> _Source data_
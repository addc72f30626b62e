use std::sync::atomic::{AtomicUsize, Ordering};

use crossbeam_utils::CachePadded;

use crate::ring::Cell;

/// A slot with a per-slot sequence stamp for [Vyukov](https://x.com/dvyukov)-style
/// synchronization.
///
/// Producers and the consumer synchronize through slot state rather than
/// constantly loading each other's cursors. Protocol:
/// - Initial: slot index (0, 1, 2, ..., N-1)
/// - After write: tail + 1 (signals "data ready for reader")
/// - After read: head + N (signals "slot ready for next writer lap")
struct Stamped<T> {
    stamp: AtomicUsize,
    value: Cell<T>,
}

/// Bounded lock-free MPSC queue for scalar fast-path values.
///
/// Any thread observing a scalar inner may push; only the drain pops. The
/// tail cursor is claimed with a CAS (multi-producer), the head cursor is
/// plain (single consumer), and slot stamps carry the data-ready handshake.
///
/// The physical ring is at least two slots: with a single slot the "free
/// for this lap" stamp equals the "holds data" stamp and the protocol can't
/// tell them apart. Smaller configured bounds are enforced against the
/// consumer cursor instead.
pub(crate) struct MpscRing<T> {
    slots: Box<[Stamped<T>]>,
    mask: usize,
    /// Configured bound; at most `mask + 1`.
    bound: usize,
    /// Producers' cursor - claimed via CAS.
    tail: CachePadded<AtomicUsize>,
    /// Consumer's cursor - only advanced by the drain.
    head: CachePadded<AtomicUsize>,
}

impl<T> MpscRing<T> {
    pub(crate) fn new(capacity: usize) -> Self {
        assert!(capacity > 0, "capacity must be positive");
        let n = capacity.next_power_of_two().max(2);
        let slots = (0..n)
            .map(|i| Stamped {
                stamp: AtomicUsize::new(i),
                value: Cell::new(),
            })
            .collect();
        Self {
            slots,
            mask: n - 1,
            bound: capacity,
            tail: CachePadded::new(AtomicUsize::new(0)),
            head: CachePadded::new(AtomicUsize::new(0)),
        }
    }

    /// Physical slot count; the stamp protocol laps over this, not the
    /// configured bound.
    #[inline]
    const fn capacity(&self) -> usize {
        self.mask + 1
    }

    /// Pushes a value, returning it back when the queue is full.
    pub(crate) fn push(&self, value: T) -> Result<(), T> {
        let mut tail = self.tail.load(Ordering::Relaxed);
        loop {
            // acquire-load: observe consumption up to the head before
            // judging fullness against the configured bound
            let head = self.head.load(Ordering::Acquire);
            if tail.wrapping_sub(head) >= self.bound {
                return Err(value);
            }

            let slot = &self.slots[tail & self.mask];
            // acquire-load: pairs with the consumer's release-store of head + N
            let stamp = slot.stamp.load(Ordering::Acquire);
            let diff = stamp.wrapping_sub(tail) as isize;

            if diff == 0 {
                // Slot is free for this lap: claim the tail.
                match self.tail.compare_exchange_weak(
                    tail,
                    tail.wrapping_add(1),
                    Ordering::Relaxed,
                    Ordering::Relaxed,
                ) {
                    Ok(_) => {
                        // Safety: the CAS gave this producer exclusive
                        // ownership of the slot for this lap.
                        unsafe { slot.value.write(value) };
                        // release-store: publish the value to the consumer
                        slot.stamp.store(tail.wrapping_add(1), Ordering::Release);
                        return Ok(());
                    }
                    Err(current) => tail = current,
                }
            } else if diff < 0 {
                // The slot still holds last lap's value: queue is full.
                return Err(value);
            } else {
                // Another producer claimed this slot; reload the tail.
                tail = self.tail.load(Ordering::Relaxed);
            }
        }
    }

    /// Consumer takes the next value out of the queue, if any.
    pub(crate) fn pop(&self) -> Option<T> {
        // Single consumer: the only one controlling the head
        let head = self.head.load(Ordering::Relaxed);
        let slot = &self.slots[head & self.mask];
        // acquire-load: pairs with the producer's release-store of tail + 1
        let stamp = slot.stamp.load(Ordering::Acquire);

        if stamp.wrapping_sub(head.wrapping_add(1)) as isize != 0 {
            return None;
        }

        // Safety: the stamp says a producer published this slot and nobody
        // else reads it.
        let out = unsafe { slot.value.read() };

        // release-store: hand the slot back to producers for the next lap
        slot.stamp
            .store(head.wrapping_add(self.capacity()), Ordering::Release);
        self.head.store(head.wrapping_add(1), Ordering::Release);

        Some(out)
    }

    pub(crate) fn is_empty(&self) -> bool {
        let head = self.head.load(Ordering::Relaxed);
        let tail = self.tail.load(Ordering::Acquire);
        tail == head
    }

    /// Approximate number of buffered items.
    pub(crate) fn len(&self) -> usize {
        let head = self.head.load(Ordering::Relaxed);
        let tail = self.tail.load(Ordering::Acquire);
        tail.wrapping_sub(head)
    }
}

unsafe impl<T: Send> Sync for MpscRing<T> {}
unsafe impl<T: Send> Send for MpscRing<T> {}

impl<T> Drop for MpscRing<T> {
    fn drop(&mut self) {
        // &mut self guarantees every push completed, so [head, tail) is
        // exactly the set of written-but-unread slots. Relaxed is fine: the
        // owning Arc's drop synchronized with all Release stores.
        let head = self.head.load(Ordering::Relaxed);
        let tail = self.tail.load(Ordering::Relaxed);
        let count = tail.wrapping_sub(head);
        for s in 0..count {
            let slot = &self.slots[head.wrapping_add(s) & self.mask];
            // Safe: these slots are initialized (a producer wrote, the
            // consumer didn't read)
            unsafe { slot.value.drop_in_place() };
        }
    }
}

--

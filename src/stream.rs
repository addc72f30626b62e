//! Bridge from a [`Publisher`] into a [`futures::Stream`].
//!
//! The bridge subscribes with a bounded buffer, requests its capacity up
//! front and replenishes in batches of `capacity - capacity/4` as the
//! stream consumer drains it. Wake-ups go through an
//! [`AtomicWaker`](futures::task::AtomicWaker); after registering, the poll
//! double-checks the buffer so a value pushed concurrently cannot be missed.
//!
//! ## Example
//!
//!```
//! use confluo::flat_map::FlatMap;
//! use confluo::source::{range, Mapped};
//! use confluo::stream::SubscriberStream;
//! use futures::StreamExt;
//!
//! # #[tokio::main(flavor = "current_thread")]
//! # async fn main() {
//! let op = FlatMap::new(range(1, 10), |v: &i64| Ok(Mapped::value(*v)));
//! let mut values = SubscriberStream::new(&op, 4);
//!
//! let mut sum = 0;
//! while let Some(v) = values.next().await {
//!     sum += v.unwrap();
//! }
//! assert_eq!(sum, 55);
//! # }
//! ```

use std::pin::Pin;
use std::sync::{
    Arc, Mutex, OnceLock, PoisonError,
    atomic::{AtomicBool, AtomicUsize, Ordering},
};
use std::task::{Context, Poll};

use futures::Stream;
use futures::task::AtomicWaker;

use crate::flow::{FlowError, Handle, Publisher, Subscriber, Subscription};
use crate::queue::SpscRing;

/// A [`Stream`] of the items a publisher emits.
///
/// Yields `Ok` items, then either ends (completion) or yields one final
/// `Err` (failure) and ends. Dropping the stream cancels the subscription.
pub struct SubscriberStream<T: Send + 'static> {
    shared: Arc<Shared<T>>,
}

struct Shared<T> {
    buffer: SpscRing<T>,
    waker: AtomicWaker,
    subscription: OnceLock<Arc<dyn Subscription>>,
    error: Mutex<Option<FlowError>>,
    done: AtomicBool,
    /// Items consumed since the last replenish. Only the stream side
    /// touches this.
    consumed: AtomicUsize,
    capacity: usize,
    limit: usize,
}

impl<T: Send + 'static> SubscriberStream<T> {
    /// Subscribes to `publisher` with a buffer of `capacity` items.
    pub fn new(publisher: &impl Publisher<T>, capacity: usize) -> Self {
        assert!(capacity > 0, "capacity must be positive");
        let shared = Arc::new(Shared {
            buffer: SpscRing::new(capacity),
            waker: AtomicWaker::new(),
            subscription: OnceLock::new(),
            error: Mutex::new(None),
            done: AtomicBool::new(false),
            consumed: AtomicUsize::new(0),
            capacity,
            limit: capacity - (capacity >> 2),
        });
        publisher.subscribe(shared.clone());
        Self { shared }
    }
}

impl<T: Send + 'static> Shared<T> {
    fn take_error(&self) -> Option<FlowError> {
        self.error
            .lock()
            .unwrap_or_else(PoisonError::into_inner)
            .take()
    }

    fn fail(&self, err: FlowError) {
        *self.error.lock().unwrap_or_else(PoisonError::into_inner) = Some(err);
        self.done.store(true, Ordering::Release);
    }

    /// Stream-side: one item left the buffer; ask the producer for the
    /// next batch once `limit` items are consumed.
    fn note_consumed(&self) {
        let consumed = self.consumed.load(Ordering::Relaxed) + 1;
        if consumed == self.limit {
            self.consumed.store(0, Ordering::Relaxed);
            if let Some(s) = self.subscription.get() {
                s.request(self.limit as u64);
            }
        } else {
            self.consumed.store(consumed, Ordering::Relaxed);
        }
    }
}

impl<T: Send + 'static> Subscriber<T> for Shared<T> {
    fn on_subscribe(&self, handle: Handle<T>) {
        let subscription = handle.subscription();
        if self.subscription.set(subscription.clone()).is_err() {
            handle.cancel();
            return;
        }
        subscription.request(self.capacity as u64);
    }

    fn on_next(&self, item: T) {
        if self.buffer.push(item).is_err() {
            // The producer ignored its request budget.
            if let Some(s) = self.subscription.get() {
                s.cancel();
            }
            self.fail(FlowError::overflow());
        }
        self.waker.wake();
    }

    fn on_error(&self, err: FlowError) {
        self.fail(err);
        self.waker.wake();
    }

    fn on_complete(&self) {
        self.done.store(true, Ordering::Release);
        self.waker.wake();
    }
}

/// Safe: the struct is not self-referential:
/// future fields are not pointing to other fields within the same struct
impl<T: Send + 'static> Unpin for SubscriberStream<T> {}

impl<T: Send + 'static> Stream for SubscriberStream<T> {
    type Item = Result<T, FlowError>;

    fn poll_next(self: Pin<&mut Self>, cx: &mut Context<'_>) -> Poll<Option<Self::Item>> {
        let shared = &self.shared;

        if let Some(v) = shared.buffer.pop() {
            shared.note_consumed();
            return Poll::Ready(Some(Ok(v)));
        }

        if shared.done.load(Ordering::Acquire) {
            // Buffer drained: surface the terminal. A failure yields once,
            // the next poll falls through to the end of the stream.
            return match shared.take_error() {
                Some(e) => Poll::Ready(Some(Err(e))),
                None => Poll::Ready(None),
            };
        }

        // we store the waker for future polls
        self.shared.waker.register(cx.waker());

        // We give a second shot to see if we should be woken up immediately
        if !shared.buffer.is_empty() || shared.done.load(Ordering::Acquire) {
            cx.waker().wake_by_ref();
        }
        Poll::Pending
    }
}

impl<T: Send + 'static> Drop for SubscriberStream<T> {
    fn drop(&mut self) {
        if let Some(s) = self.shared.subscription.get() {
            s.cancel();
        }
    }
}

--

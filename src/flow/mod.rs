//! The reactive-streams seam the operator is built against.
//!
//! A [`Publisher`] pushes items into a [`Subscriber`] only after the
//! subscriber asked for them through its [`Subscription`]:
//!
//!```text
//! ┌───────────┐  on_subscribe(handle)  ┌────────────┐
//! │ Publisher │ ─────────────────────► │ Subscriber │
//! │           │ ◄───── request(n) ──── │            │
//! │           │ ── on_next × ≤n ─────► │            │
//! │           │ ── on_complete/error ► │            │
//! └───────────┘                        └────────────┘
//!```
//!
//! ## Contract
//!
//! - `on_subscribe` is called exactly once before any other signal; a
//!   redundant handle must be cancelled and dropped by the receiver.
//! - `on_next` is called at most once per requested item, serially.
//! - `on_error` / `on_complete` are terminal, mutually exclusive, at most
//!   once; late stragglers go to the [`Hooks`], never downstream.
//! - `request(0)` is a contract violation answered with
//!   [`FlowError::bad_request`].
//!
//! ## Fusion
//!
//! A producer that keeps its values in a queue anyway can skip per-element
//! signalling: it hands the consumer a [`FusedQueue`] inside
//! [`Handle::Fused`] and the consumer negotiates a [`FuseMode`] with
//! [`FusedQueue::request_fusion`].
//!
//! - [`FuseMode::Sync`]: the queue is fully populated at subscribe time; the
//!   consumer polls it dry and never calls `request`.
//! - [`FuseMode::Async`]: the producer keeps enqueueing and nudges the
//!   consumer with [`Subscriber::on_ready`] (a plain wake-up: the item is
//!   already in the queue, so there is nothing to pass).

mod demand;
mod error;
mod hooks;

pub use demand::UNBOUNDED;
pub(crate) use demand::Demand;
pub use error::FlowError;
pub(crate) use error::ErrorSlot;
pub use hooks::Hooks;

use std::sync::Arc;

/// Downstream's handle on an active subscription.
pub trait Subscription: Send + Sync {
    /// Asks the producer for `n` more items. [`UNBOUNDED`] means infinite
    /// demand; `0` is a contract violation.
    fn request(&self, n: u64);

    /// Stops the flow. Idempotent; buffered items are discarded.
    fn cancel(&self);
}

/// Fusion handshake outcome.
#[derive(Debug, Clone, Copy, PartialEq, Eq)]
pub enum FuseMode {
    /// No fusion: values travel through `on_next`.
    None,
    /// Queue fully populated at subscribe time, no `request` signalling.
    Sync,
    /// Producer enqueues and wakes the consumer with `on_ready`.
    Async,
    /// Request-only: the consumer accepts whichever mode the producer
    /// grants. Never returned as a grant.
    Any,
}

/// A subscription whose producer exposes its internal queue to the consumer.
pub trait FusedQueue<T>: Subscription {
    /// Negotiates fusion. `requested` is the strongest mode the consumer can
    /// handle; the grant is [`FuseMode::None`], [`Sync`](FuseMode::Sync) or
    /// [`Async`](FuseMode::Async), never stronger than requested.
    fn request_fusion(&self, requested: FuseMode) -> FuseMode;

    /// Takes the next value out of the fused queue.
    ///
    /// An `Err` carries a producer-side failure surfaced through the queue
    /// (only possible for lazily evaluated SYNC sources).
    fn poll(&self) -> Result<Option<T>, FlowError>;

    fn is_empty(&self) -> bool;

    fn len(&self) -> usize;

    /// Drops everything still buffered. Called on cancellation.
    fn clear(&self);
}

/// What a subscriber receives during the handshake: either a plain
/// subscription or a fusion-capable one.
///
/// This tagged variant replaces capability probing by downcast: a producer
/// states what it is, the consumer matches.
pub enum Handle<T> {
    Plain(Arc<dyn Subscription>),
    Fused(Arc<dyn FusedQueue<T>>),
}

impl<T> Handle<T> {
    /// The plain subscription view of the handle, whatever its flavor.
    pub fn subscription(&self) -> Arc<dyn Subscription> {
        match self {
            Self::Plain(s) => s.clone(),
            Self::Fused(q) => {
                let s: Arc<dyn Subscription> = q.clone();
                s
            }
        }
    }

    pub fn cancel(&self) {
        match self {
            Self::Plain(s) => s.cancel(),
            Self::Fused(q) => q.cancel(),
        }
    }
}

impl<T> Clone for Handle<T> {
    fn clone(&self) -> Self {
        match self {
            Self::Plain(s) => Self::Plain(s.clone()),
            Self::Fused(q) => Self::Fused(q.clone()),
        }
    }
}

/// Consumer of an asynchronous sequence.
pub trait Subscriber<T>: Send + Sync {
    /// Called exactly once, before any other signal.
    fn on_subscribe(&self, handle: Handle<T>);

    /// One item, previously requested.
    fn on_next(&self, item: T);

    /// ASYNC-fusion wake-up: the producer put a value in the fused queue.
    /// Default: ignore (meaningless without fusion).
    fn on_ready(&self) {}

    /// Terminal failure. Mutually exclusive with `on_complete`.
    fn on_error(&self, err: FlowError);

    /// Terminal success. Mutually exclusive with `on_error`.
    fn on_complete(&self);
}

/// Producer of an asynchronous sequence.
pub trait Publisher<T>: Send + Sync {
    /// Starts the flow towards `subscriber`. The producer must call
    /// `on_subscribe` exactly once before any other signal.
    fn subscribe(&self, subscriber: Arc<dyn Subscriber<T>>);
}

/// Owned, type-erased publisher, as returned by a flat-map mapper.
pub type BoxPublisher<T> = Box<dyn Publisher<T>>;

> _Task brief_
Please copy the lines in the records above between the one holding "its request budget." and the one holding "Safe: the struct", inclusive, exactly and with no other line.

> _Answer for the task_
            // The producer ignored its request budget.
            if let Some(s) = self.subscription.get() {
                s.cancel();
            }
            self.fail(FlowError::overflow());
        }
        self.waker.wake();
    }

    fn on_error(&self, err: FlowError) {
        self.fail(err);
        self.waker.wake();
    }

    fn on_complete(&self) {
        self.done.store(true, Ordering::Release);
        self.waker.wake();
    }
}

/// Safe: the struct is not self-referential:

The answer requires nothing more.